The natural network boundary is the namespace and explicit deny of egress to the namespace with the VM.
kubectl apply -f - <<EOF
apiVersion: telemetry.istio.io/v1alpha1
kind: Telemetry
metadata:
name: mesh-default
namespace: istio-system
spec:
accessLogging:
- providers:
- name: envoy
EOF
The VM after a while starts logging messages similar to:
2023-11-16T13:40:47.906932Z warning envoy config external/envoy/source/extensions/config_subscription/grpc/grpc_stream.h:152 StreamSecrets gRPC config stream to sds-grpc closed: 2, failed to generate secret for default: failed to generate workload certificate: create certificate: rpc error: code = Unauthenticated desc = request authenticate failure thread=3631
while the ingress gateway logs:
2023-11-16T12:40:47.364949Z error klog grpc-server "msg"="failed to authenticate request" "error"="failed to validate the JWT from cluster \"test\": the service account authentication returns an error: [invalid bearer token, service account token has expired]" "serving-addr"="0.0.0.0:16443"

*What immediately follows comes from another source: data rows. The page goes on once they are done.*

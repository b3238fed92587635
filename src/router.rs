//! Input router — turns every raw input signal into exactly one navigator
//! call or exit flow.
//!
//! Exit flows (complete, skip, get started, log in) all follow the same
//! shape: analytics event → exit animation → navigation signal → reset.
//! Starting a flow arms a `PendingExit`; the continuation runs from
//! [`InputRouter::complete_pending_exit`] once the animation and its delay
//! are over. While an exit is pending every input is ignored, so at most one
//! exit sequence is ever in flight.

use std::sync::Arc;
use std::time::Duration;

use chrono::Utc;
use serde_json::json;
use tracing::{debug, info, warn};
use uuid::Uuid;

use crate::collaborators::{AppNavigation, OnboardingDeps, OnboardingStore, Presentation};
use crate::config::CarouselConfig;
use crate::error::ConfigError;
use crate::exit::{ExitFlow, ExitPhase, PendingExit};
use crate::input::{ActionBindings, InputEvent, Key, ScreenAction, SwipeDirection, SwipeTracker};
use crate::navigator::{Advance, Navigator};
use crate::state::TransitionEvent;

/// Why an input produced no action.
#[derive(Debug, Clone, Copy, PartialEq, Eq)]
pub enum IgnoreReason {
    /// An exit sequence is in flight.
    Exiting,
    /// Requested screen does not exist.
    OutOfRange,
    /// Already on the first screen.
    AtFirstScreen,
    /// No action button of that kind on that screen.
    Unbound,
    /// Action button on a screen that is not showing.
    NotVisible,
    /// Key with no binding.
    UnhandledKey,
    /// Touch that travelled no further than the swipe threshold.
    ShortSwipe,
    /// Touch end with no matching touch start.
    NoTouchStart,
    /// Touch start; waits for its touch end.
    TouchPending,
}

/// The single logical action an input resolved to.
#[derive(Debug, Clone, PartialEq)]
pub enum Action {
    Navigated(TransitionEvent),
    Flow(ExitFlow),
    Ignored(IgnoreReason),
}

/// What dispatching one input did.
#[derive(Debug, Clone, PartialEq)]
pub struct InputOutcome {
    pub action: Action,
    /// The host should suppress the input's default behaviour (e.g. page
    /// scroll on Space).
    pub prevent_default: bool,
}

impl InputOutcome {
    fn new(action: Action) -> Self {
        Self {
            action,
            prevent_default: false,
        }
    }

    fn ignored(reason: IgnoreReason) -> Self {
        Self::new(Action::Ignored(reason))
    }

    fn prevent_default(mut self) -> Self {
        self.prevent_default = true;
        self
    }

    pub fn is_ignored(&self) -> bool {
        matches!(self.action, Action::Ignored(_))
    }
}

/// Whether the user had seen onboarding before this session.
#[derive(Debug, Clone, Copy, PartialEq, Eq)]
pub enum Visit {
    FirstTime,
    Returning,
}

pub struct InputRouter {
    session_id: Uuid,
    navigator: Navigator,
    navigation: Arc<dyn AppNavigation>,
    store: Arc<dyn OnboardingStore>,
    bindings: ActionBindings,
    swipe: SwipeTracker,
    swipe_threshold: f64,
    exit_delay: Duration,
    phase: ExitPhase,
    pending: Option<PendingExit>,
}

impl InputRouter {
    pub fn new(config: CarouselConfig, deps: OnboardingDeps) -> Result<Self, ConfigError> {
        config.validate()?;

        let CarouselConfig {
            screens,
            exit_delay,
            swipe_threshold,
            bindings,
        } = config;

        Ok(Self {
            session_id: Uuid::new_v4(),
            navigator: Navigator::new(screens, deps.presentation, deps.analytics),
            navigation: deps.navigation,
            store: deps.store,
            bindings,
            swipe: SwipeTracker::new(),
            swipe_threshold,
            exit_delay,
            phase: ExitPhase::Idle,
            pending: None,
        })
    }

    /// Identifies this onboarding instance in logs and analytics.
    pub fn session_id(&self) -> Uuid {
        self.session_id
    }

    pub fn navigator(&self) -> &Navigator {
        &self.navigator
    }

    pub fn current_screen(&self) -> usize {
        self.navigator.current_screen()
    }

    pub fn phase(&self) -> ExitPhase {
        self.phase
    }

    pub fn has_pending_exit(&self) -> bool {
        self.pending.is_some()
    }

    /// Begin a session: consult the "seen onboarding" flag, show the first
    /// screen and record `onboarding_started`.
    pub async fn start(&mut self) -> Visit {
        let visit = match self.store.has_seen_onboarding().await {
            Ok(true) => Visit::Returning,
            Ok(false) => Visit::FirstTime,
            Err(e) => {
                warn!("Failed to read onboarding flag, treating as first visit: {}", e);
                Visit::FirstTime
            }
        };

        match visit {
            Visit::Returning => {
                info!(session = %self.session_id, "Returning user, onboarding already seen")
            }
            Visit::FirstTime => {
                info!(session = %self.session_id, "First-time user, showing onboarding");
                if let Err(e) = self.store.mark_seen_onboarding().await {
                    warn!("Failed to persist onboarding flag: {}", e);
                }
            }
        }

        self.navigator.go_to_screen(0);
        self.navigator.analytics().record(
            "onboarding_started",
            json!({
                "session_id": self.session_id,
                "timestamp": Utc::now().to_rfc3339(),
                "returning": visit == Visit::Returning,
            }),
        );
        visit
    }

    /// Route one input.
    pub fn dispatch(&mut self, event: InputEvent) -> InputOutcome {
        if let Some(flow) = self.phase.flow() {
            debug!(?event, %flow, "Ignoring input during exit sequence");
            return InputOutcome::ignored(IgnoreReason::Exiting);
        }

        match event {
            InputEvent::PrimaryClick => self.next(),
            InputEvent::SkipClick => self.begin_flow(ExitFlow::Skip),
            InputEvent::Action { screen, action } => self.screen_action(screen, action),
            InputEvent::IndicatorClick(index) => self.jump(index),
            InputEvent::IndicatorKey { index, key } => match key {
                Key::Enter | Key::Space => self.jump(index).prevent_default(),
                _ => InputOutcome::ignored(IgnoreReason::UnhandledKey),
            },
            InputEvent::Key(key) => self.key(key),
            InputEvent::TouchStart { x } => {
                self.swipe.touch_start(x);
                InputOutcome::ignored(IgnoreReason::TouchPending)
            }
            InputEvent::TouchEnd { x } => self.touch_end(x),
        }
    }

    /// Start a flow directly, as if its trigger had fired.
    pub fn trigger(&mut self, flow: ExitFlow) -> InputOutcome {
        if self.phase.is_exiting() {
            return InputOutcome::ignored(IgnoreReason::Exiting);
        }
        self.begin_flow(flow)
    }

    /// Wait for the pending exit animation, then run its continuation:
    /// signal the destination, restore the view and reset to the first
    /// screen. Returns the finished flow, or `None` if nothing was pending.
    pub async fn complete_pending_exit(&mut self) -> Option<ExitFlow> {
        let pending = self.pending.as_mut()?;
        pending.wait().await;
        self.finish_exit().await
    }

    /// Wait until the pending exit animation is over. Never resolves when no
    /// exit is pending.
    pub(crate) async fn exit_ready(&mut self) {
        match self.pending.as_mut() {
            Some(pending) => pending.wait().await,
            None => std::future::pending().await,
        }
    }

    /// Continuation of an exit whose animation has already finished.
    pub(crate) async fn finish_exit(&mut self) -> Option<ExitFlow> {
        let pending = self.pending.take()?;
        let flow = pending.flow;
        let destination = flow.destination();

        if let Err(e) = self.navigation.proceed_to(destination).await {
            warn!(%flow, %destination, "Navigation after exit failed: {}", e);
        }
        if let Err(e) = self.navigator.presentation().restore_view() {
            warn!(%flow, "Failed to restore view after exit: {}", e);
        }
        self.navigator.reset();

        debug_assert!(self.phase.can_transition_to(ExitPhase::Idle));
        self.phase = ExitPhase::Idle;
        info!(%flow, %destination, "Exit sequence finished");
        Some(flow)
    }

    fn next(&mut self) -> InputOutcome {
        match self.navigator.go_to_next() {
            Advance::Moved(event) => InputOutcome::new(Action::Navigated(event)),
            Advance::Complete => self.begin_flow(ExitFlow::Complete),
        }
    }

    fn previous(&mut self) -> InputOutcome {
        match self.navigator.go_to_previous() {
            Some(event) => InputOutcome::new(Action::Navigated(event)),
            None => InputOutcome::ignored(IgnoreReason::AtFirstScreen),
        }
    }

    fn jump(&mut self, index: usize) -> InputOutcome {
        match self.navigator.go_to_screen(index) {
            Some(event) => InputOutcome::new(Action::Navigated(event)),
            None => InputOutcome::ignored(IgnoreReason::OutOfRange),
        }
    }

    fn key(&mut self, key: Key) -> InputOutcome {
        match key {
            Key::ArrowRight => self.next(),
            Key::ArrowLeft => self.previous(),
            Key::Enter if self.navigator.state().is_first() => self.begin_flow(ExitFlow::GetStarted),
            Key::Enter => self.next(),
            Key::Escape => self.begin_flow(ExitFlow::Skip),
            Key::Space | Key::Other(_) => InputOutcome::ignored(IgnoreReason::UnhandledKey),
        }
    }

    fn screen_action(&mut self, screen: usize, action: ScreenAction) -> InputOutcome {
        if !self.bindings.is_bound(screen, action) {
            debug!(screen, %action, "No action button bound on this screen");
            return InputOutcome::ignored(IgnoreReason::Unbound);
        }
        let current = self.navigator.current_screen();
        if screen != current {
            debug!(screen, current, %action, "Action button on a hidden screen");
            return InputOutcome::ignored(IgnoreReason::NotVisible);
        }
        let flow = match action {
            ScreenAction::GetStarted => ExitFlow::GetStarted,
            ScreenAction::LogIn => ExitFlow::LogIn,
        };
        self.begin_flow(flow)
    }

    fn touch_end(&mut self, x: f64) -> InputOutcome {
        let Some(gesture) = self.swipe.touch_end(x) else {
            return InputOutcome::ignored(IgnoreReason::NoTouchStart);
        };
        match gesture.direction(self.swipe_threshold) {
            Some(SwipeDirection::Right) => self.previous(),
            Some(SwipeDirection::Left) => self.next(),
            None => InputOutcome::ignored(IgnoreReason::ShortSwipe),
        }
    }

    /// Record the flow's analytics event and arm the exit sequence.
    fn begin_flow(&mut self, flow: ExitFlow) -> InputOutcome {
        let current = self.navigator.current_screen();
        let screen_name = self.navigator.screen_name(current).to_string();

        let payload = match flow {
            ExitFlow::Complete => json!({
                "screens_viewed": current + 1,
                "timestamp": Utc::now().to_rfc3339(),
            }),
            ExitFlow::Skip => json!({
                "current_screen": current,
                "screen_name": screen_name,
            }),
            ExitFlow::GetStarted | ExitFlow::LogIn => json!({
                "source": screen_name,
            }),
        };
        info!(%flow, screen = current, "Leaving onboarding");
        self.navigator.analytics().record(flow.event_name(), payload);

        let target = ExitPhase::Exiting(flow);
        debug_assert!(self.phase.can_transition_to(target));
        self.phase = target;
        self.pending = Some(PendingExit::new(
            flow,
            exit_animation(Arc::clone(self.navigator.presentation()), self.exit_delay),
        ));

        InputOutcome::new(Action::Flow(flow))
    }
}

/// Play the exit animation and wait out `delay`, whichever finishes last.
fn exit_animation(
    presentation: Arc<dyn Presentation>,
    delay: Duration,
) -> futures::future::BoxFuture<'static, ()> {
    Box::pin(async move {
        let (played, ()) = tokio::join!(
            presentation.play_exit_animation(delay),
            tokio::time::sleep(delay)
        );
        if let Err(e) = played {
            warn!("Exit animation failed: {}", e);
        }
    })
}

impl std::fmt::Debug for InputRouter {
    fn fmt(&self, f: &mut std::fmt::Formatter<'_>) -> std::fmt::Result {
        f.debug_struct("InputRouter")
            .field("session_id", &self.session_id)
            .field("navigator", &self.navigator)
            .field("phase", &self.phase)
            .field("exit_delay", &self.exit_delay)
            .finish_non_exhaustive()
    }
}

This happens because the istio-token
expires. Execute to refresh the token:
./install.workload.sh
./install.vm.bootstrap.sh
The VM sidecar will pick the new token up from an updated file.
Success, a pod in the mesh can communicate to the VM via the service, VM is in the mesh and can communicate back to the mesh. Istio VM workloads are easy way to automate VM-mesh onboarding.